▶ **INPUT RECORDS**
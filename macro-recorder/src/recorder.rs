use crate::{
    hotkey::DEFAULT_ABORT_KEY,
    input::{InputSource, Subscription},
    InputAction, MacroError, MacroEvent, MacroLog, Result,
};
use rdev::Key;
use std::{path::Path, time::Instant};
use tracing::{debug, info};

/// How mouse motion is stored
#[derive(Debug, Clone, Copy, PartialEq, Eq, Default)]
pub enum MotionCapture {
    /// Store every motion sample
    #[default]
    Full,
    /// Keep only the last position before each non-motion event
    Compact,
}

/// Configuration for the macro recorder
#[derive(Debug, Clone)]
pub struct RecorderConfig {
    /// Mouse motion policy
    pub motion: MotionCapture,

    /// Key that stops the recording; never written to the log
    pub abort_key: Key,
}

impl Default for RecorderConfig {
    fn default() -> Self {
        Self {
            motion: MotionCapture::Full,
            abort_key: DEFAULT_ABORT_KEY,
        }
    }
}

/// Accumulates captured actions into timed events.
///
/// Each event's `dt` is measured from the previously *stored* event, or from
/// the session start for the first one. Under [`MotionCapture::Compact`] a
/// move is held back until the next non-move action (or [`finish`]) and
/// intermediate moves are dropped; the held move keeps its own capture time,
/// so the recorded timeline keeps its total length.
///
/// [`finish`]: MacroBuilder::finish
#[derive(Debug)]
pub struct MacroBuilder {
    motion: MotionCapture,
    last_stored: Instant,
    pending_move: Option<(Instant, InputAction)>,
    events: Vec<MacroEvent>,
    dropped_moves: usize,
}

impl MacroBuilder {
    pub fn new(motion: MotionCapture, started_at: Instant) -> Self {
        Self {
            motion,
            last_stored: started_at,
            pending_move: None,
            events: Vec::new(),
            dropped_moves: 0,
        }
    }

    pub fn push(&mut self, action: InputAction, at: Instant) {
        if self.motion == MotionCapture::Compact {
            if action.is_mouse_move() {
                if self.pending_move.replace((at, action)).is_some() {
                    self.dropped_moves += 1;
                }
                return;
            }
            self.flush_pending_move();
        }
        self.store(action, at);
    }

    /// Number of events stored so far (a held-back move is not counted)
    pub fn len(&self) -> usize {
        self.events.len()
    }

    pub fn is_empty(&self) -> bool {
        self.events.is_empty()
    }

    pub fn finish(mut self) -> MacroLog {
        self.flush_pending_move();
        if self.dropped_moves > 0 {
            debug!("Compaction dropped {} intermediate mouse moves", self.dropped_moves);
        }
        MacroLog::new(self.events)
    }

    fn flush_pending_move(&mut self) {
        if let Some((at, action)) = self.pending_move.take() {
            self.store(action, at);
        }
    }

    fn store(&mut self, action: InputAction, at: Instant) {
        let dt = at.saturating_duration_since(self.last_stored);
        self.last_stored = self.last_stored.max(at);
        self.events.push(MacroEvent::new(dt, action));
    }
}

/// Records global input until the abort key is pressed
pub struct MacroRecorder {
    config: RecorderConfig,
}

impl MacroRecorder {
    pub fn new(config: RecorderConfig) -> Self {
        Self { config }
    }

    pub fn config(&self) -> &RecorderConfig {
        &self.config
    }

    /// Subscribe to `source` and record until the abort key is pressed.
    ///
    /// Failing to subscribe is fatal. If the subscription ends before the
    /// abort key is seen, the partial recording is discarded.
    pub async fn record<S: InputSource + ?Sized>(&self, source: &S) -> Result<MacroLog> {
        let subscription = source.subscribe()?;
        info!("Recording started (motion: {:?})", self.config.motion);
        self.record_from(subscription, Instant::now()).await
    }

    /// Record from an already acquired subscription, timing from `started_at`
    pub async fn record_from(&self, mut subscription: Subscription, started_at: Instant) -> Result<MacroLog> {
        let abort_key = self.config.abort_key;
        let mut builder = MacroBuilder::new(self.config.motion, started_at);

        loop {
            let Some(input) = subscription.next().await else {
                return Err(MacroError::CaptureLost(format!(
                    "subscription closed after {} events",
                    builder.len()
                )));
            };
            if input.action.is_key_down(abort_key) {
                info!("Stopping recording ({:?} pressed)", abort_key);
                break;
            }
            if input.action.involves_key(abort_key) {
                // stray release of the abort key; never recorded
                continue;
            }
            builder.push(input.action, input.at);
        }

        drop(subscription);
        Ok(builder.finish())
    }

    /// Record and write the result to `path`
    pub async fn record_to_file<S, P>(&self, source: &S, path: P) -> Result<MacroLog>
    where
        S: InputSource + ?Sized,
        P: AsRef<Path>,
    {
        let log = self.record(source).await?;
        log.save(path)?;
        Ok(log)
    }
}
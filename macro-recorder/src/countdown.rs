//! Remaining-time display shown while a macro runs. Purely cosmetic: it never
//! influences playback timing.

use std::{
    io::{self, Write},
    time::Duration,
};
use tokio::{sync::oneshot, task::JoinHandle, time::Instant};
use tracing::debug;

/// A surface that can show how much of a playback is left
pub trait Countdown: Send + 'static {
    fn show_remaining(&mut self, remaining: Duration);
    fn hide(&mut self);
}

/// Format whole seconds as `MM:SS`, or `HH:MM:SS` from one hour up
pub fn format_remaining(remaining: Duration) -> String {
    let secs = remaining.as_secs_f64().round() as u64;
    let (h, rem) = (secs / 3600, secs % 3600);
    let (m, s) = (rem / 60, rem % 60);
    if h > 0 {
        format!("{:02}:{:02}:{:02}", h, m, s)
    } else {
        format!("{:02}:{:02}", m, s)
    }
}

/// Single status line rewritten in place, on stderr by default
pub struct TerminalCountdown<W: Write + Send + 'static> {
    out: W,
    last_width: usize,
}

impl TerminalCountdown<io::Stderr> {
    pub fn stderr() -> Self {
        Self::new(io::stderr())
    }
}

impl<W: Write + Send + 'static> TerminalCountdown<W> {
    pub fn new(out: W) -> Self {
        Self { out, last_width: 0 }
    }

    pub fn into_inner(self) -> W {
        self.out
    }
}

impl<W: Write + Send + 'static> Countdown for TerminalCountdown<W> {
    fn show_remaining(&mut self, remaining: Duration) {
        let line = format!("⏳ remaining {}", format_remaining(remaining));
        let width = line.chars().count();
        let pad = self.last_width.saturating_sub(width);
        self.last_width = width;
        let _ = write!(self.out, "\r{}{}", line, " ".repeat(pad));
        let _ = self.out.flush();
    }

    fn hide(&mut self) {
        if self.last_width == 0 {
            return;
        }
        let _ = write!(self.out, "\r{}\r", " ".repeat(self.last_width));
        let _ = self.out.flush();
        self.last_width = 0;
    }
}

/// A countdown ticking on its own task
pub struct CountdownTask<C: Countdown> {
    stop_tx: oneshot::Sender<()>,
    task: JoinHandle<C>,
}

impl<C: Countdown> CountdownTask<C> {
    /// Start counting down from `total`, refreshing every `refresh`.
    /// Once the time is up the display keeps showing `00:00` until stopped.
    pub fn spawn(mut display: C, total: Duration, refresh: Duration) -> Self {
        let (stop_tx, mut stop_rx) = oneshot::channel();
        let task = tokio::spawn(async move {
            let started = Instant::now();
            let mut ticker = tokio::time::interval(refresh);
            let mut expired = false;
            loop {
                tokio::select! {
                    _ = &mut stop_rx => break,
                    _ = ticker.tick(), if !expired => {
                        let remaining = total.saturating_sub(started.elapsed());
                        display.show_remaining(remaining);
                        expired = remaining.is_zero();
                    }
                }
            }
            display.hide();
            display
        });
        Self { stop_tx, task }
    }

    /// Stop the countdown, clear it and hand the display back.
    pub async fn stop(self) -> Option<C> {
        let _ = self.stop_tx.send(());
        match self.task.await {
            Ok(display) => Some(display),
            Err(e) => {
                debug!("Countdown task failed: {}", e);
                None
            }
        }
    }
}
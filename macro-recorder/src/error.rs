use thiserror::Error;

/// Error types for macro recording and playback
#[derive(Debug, Error)]
pub enum MacroError {
    /// The global input hook could not be installed (missing permissions, no display, ...)
    #[error("Failed to subscribe to global input: {0}")]
    CaptureUnavailable(String),

    /// The input hook went away while a recording was in progress
    #[error("Input capture stopped unexpectedly: {0}")]
    CaptureLost(String),

    /// A synthetic input event could not be injected
    #[error("Failed to dispatch input event: {0}")]
    DispatchFailed(String),

    /// A macro file was readable but its content is not a valid macro log
    #[error("Malformed macro log at record {index}: {reason}")]
    MalformedLog { index: usize, reason: String },

    /// Playback speed must be a finite, strictly positive multiplier
    #[error("Invalid playback speed {0}: must be a finite number greater than zero")]
    InvalidSpeed(f64),

    /// Error when serializing or deserializing JSON
    #[error("JSON error: {0}")]
    JsonError(#[from] serde_json::Error),

    /// I/O error
    #[error("I/O error: {0}")]
    IoError(#[from] std::io::Error),
}

impl MacroError {
    pub(crate) fn malformed(index: usize, reason: impl Into<String>) -> Self {
        MacroError::MalformedLog {
            index,
            reason: reason.into(),
        }
    }
}

/// Result type for macro recorder operations
pub type Result<T> = std::result::Result<T, MacroError>;
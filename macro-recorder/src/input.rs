//! Seams to the platform input layer.
//!
//! The core only needs two capabilities: subscribing to global input events
//! ([`InputSource`]) and synthesizing them ([`InputSink`]). The desktop
//! implementation lives in [`desktop`]; tests plug in their own.

use crate::{InputAction, Result};
use std::{
    sync::{
        atomic::{AtomicBool, Ordering},
        Arc,
    },
    time::Instant,
};
use tokio::sync::mpsc;
use tokio_stream::{wrappers::UnboundedReceiverStream, StreamExt};
use tracing::debug;

pub mod desktop;

pub use self::desktop::{DesktopSink, DesktopSource};

/// An input action observed by a capture hook, stamped on arrival
#[derive(Debug, Clone, PartialEq)]
pub struct CapturedInput {
    pub at: Instant,
    pub action: InputAction,
}

/// Something that can observe global input
pub trait InputSource {
    /// Install the capture hook. Failing to do so is fatal for the caller.
    fn subscribe(&self) -> Result<Subscription>;
}

/// Something that can inject synthetic input
pub trait InputSink {
    fn dispatch(&mut self, action: &InputAction) -> Result<()>;
}

impl<S: InputSink + ?Sized> InputSink for Box<S> {
    fn dispatch(&mut self, action: &InputAction) -> Result<()> {
        (**self).dispatch(action)
    }
}

/// Create a connected feed/subscription pair.
///
/// Capture hooks push into the [`CaptureFeed`]; the session consumes the
/// [`Subscription`]. Dropping the subscription deactivates the feed.
pub fn capture_channel() -> (CaptureFeed, Subscription) {
    let (tx, rx) = mpsc::unbounded_channel();
    let active = Arc::new(AtomicBool::new(true));
    let feed = CaptureFeed {
        tx,
        active: Arc::clone(&active),
    };
    let subscription = Subscription {
        events: UnboundedReceiverStream::new(rx),
        active,
    };
    (feed, subscription)
}

/// Producer half of a capture subscription
#[derive(Debug, Clone)]
pub struct CaptureFeed {
    tx: mpsc::UnboundedSender<CapturedInput>,
    active: Arc<AtomicBool>,
}

impl CaptureFeed {
    /// Forward an action stamped with the current time.
    /// Returns false once the subscription has been released.
    pub fn push(&self, action: InputAction) -> bool {
        self.push_at(action, Instant::now())
    }

    pub fn push_at(&self, action: InputAction, at: Instant) -> bool {
        if !self.is_active() {
            return false;
        }
        self.tx.send(CapturedInput { at, action }).is_ok()
    }

    pub fn is_active(&self) -> bool {
        self.active.load(Ordering::SeqCst) && !self.tx.is_closed()
    }
}

/// The single active global input subscription.
///
/// Owned by whichever session acquired it and released when dropped, on every
/// exit path.
#[derive(Debug)]
pub struct Subscription {
    events: UnboundedReceiverStream<CapturedInput>,
    active: Arc<AtomicBool>,
}

impl Subscription {
    /// Wait for the next captured input; `None` means the hook is gone.
    pub async fn next(&mut self) -> Option<CapturedInput> {
        self.events.next().await
    }
}

impl Drop for Subscription {
    fn drop(&mut self) {
        self.active.store(false, Ordering::SeqCst);
        debug!("Input subscription released");
    }
}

▶ **THE PROBLEM**
Identify each line in the records above containing the word "MacroError"; copy those lines.

▶ **YOUR RESPONSE**
    InputAction, MacroError, MacroEvent, MacroLog, Result,
                return Err(MacroError::CaptureLost(format!(
pub enum MacroError {
impl MacroError {
        MacroError::MalformedLog {
pub type Result<T> = std::result::Result<T, MacroError>;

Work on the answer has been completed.